* [Instructions for the task]:
Count how many lines below contain the word "SatProblem", then give that number alone.

+++++

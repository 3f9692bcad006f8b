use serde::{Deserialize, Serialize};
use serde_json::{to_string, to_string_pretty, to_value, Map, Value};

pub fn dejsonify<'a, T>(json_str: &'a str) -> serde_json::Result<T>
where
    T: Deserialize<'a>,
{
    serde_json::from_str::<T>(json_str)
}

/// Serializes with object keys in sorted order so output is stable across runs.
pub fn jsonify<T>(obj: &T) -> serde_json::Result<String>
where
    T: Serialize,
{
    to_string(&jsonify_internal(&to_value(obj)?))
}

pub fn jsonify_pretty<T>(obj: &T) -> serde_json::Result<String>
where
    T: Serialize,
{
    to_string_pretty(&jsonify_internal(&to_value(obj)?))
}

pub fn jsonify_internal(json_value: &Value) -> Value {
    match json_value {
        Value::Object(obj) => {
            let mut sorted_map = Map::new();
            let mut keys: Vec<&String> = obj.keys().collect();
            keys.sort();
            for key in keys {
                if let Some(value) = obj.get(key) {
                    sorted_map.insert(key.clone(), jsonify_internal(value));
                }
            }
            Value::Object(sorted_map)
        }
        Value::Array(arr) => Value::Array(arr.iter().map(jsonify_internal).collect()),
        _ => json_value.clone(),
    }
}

+++++

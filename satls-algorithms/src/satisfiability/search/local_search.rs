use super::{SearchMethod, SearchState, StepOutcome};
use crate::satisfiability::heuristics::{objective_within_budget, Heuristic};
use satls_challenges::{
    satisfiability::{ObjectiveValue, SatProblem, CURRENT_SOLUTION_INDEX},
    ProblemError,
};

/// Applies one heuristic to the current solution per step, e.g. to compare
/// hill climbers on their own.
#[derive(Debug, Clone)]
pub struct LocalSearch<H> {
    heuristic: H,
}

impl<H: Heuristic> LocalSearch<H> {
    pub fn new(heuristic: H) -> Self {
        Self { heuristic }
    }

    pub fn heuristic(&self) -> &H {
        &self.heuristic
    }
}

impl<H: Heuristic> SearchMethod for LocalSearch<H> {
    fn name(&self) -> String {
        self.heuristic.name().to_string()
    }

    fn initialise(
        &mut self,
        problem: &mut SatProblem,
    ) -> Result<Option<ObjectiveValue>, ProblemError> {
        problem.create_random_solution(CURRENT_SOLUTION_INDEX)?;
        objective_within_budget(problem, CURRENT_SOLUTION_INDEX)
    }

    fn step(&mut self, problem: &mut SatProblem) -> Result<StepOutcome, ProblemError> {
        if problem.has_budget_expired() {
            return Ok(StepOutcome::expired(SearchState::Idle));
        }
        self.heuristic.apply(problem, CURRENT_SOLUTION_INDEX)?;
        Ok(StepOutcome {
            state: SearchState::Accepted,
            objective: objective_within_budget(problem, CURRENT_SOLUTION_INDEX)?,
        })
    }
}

+++++

* [Your response]:
3